A Common Theme of this Article
I want to point out something. If you look at almost every Black World champion, there is only one Rock. What I mean by that, the Rock won the title at 26 years old, and the WWF pushed that man to the moon. But outside of the Rock, and Wright who was 31, other Black World champion won title later in their career. Bobo Brazil was 42, Art Thomas was 48, Ernie Ladd was 42, Ron Simmons was 34 with heavy miles on his body, Booker T was 35, Mark Henry was 40, and Kofi Kingston was 37. There is a reason for this.
As much as we deny it, society dictates what the champion looks like and what merch the audience will buy. Over the years, audiences bought into heroes that look like them. It’s why Rock was the perfect heel to Steve Austin. Austin was the beer drinking every man, the Rock was the spoiled rich athlete that the crowd hated. These are the stories the audience resonates with. If you point this out, many claim you are making this about race.
This rivalry carried the Attitude Era, even if the Rock was a face, the fans supported Austin
But if it wasn’t about race, we’d see more Black wrestlers pushed to the main event scene. A “can’t miss” talent like Shelton Benjamin was force to have his “Momma” follow him as his manager. It goes beyond Vince McMahon, this is an industry wide thing. I am not sure what can be done about it, wrestling is a reflection of society. But, if wrestling was actually a reflection on athletics, Black wrestlers would be dominating the World title scene. Instead we see green White monsters win titles early on, like Braun Strowman, and it takes a Black wrestler over a decade to win. This leads to a question, if Mark Henry was White, would he have been champion 5-7 years earlier. I personally think the answer is yes. Many big monsters have world titles while still being green?

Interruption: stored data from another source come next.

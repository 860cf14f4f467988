//! Integration tests for the priority queue and workflow job catalog,
//! covering the engine's ordering and cascade-cancellation guarantees.

use std::time::Duration;

use steam_server_runner::queue::PriorityQueue;
use steam_server_runner::workflow::{JobId, WorkflowJob};

fn job(id: JobId) -> WorkflowJob {
    WorkflowJob::new(id, Vec::new())
}

/// P1: a higher-priority job enqueued after a lower-priority one still
/// dequeues first.
#[test]
fn higher_priority_job_runs_before_lower_priority_job() {
    let queue = PriorityQueue::new();
    queue.enqueue(job(JobId::Update)); // priority 5
    queue.enqueue(job(JobId::Start)); // priority 1

    let first = queue.get(Duration::from_millis(100)).unwrap();
    assert_eq!(first.id, Some(JobId::Start));

    let second = queue.get(Duration::from_millis(100)).unwrap();
    assert_eq!(second.id, Some(JobId::Update));
}

/// P2: jobs of equal priority execute in enqueue order.
#[test]
fn equal_priority_jobs_run_in_fifo_order() {
    let queue = PriorityQueue::new();
    queue.enqueue(job(JobId::Oom));
    queue.enqueue(job(JobId::Oom));
    queue.enqueue(job(JobId::Oom));

    for _ in 0..3 {
        let dequeued = queue.get(Duration::from_millis(100)).unwrap();
        assert_eq!(dequeued.id, Some(JobId::Oom));
    }
    assert!(queue.get(Duration::from_millis(20)).is_none());
}

/// P3: after a job at priority p completes, any job enqueued during its
/// execution with strictly lower priority (higher numeric value) is pruned.
#[test]
fn cascade_prunes_jobs_enqueued_during_execution() {
    let queue = PriorityQueue::new();

    // Simulate OOM (priority 4) being dequeued and running.
    queue.enqueue(job(JobId::Oom));
    let running = queue.get(Duration::from_millis(100)).unwrap();
    assert_eq!(running.id, Some(JobId::Oom));

    // While OOM "runs", an UPDATE (priority 5) gets enqueued by the scheduler.
    queue.enqueue(job(JobId::Update));
    // And a RESTART (priority 3) also arrives -- higher priority than OOM,
    // so it must survive the cascade.
    queue.enqueue(job(JobId::Restart));

    queue.prune_lower_priority(running.priority);

    let next = queue.get(Duration::from_millis(100)).unwrap();
    assert_eq!(next.id, Some(JobId::Restart));
    assert!(
        queue.get(Duration::from_millis(20)).is_none(),
        "UPDATE should have been pruned as lower priority than the just-completed OOM job"
    );
}

/// P4/S5: after the sentinel is enqueued, no job enqueued before it runs;
/// the worker drains straight to the sentinel.
#[test]
fn sentinel_clears_all_pending_jobs() {
    let queue = PriorityQueue::new();
    queue.enqueue(job(JobId::Start));
    queue.enqueue(job(JobId::Restart));
    queue.enqueue(job(JobId::Update));

    queue.enqueue(WorkflowJob::sentinel());

    let dequeued = queue.get(Duration::from_millis(100)).unwrap();
    assert!(dequeued.is_sentinel);
    assert!(queue.is_empty());
}

/// The job catalog assigns the fixed priority ordering from the data model:
/// START < UPDATE_START < RESTART < OOM < UPDATE < STOP.
#[test]
fn catalog_priority_ordering_matches_data_model() {
    let priorities: Vec<u8> = [
        JobId::Start,
        JobId::UpdateStart,
        JobId::Restart,
        JobId::Oom,
        JobId::Update,
        JobId::Stop,
    ]
    .iter()
    .map(|id| id.priority())
    .collect();

    let mut sorted = priorities.clone();
    sorted.sort_unstable();
    assert_eq!(priorities, sorted, "catalog priorities must already be ascending");
}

Looking at everything, I do think things will change. Lashley winning might be a step in the right direction. Also, Big E looks to be getting a push coming up as well. When I see Montez Ford, it is clear he has all the tools to carry the company one day. It also looks like Triple H is looking for wrestlers of many different backgrounds to diversify the roster. This should lead to more opportunities. But as we move forward, it is important to look back. Looking back, we can see, no one was just given a title. The Black men who won these World titles worked hard for them.
Finally, Congratulations Bobby Lashley. You have joined a club of giants in the business. I look forward to the Reign of the Almighty!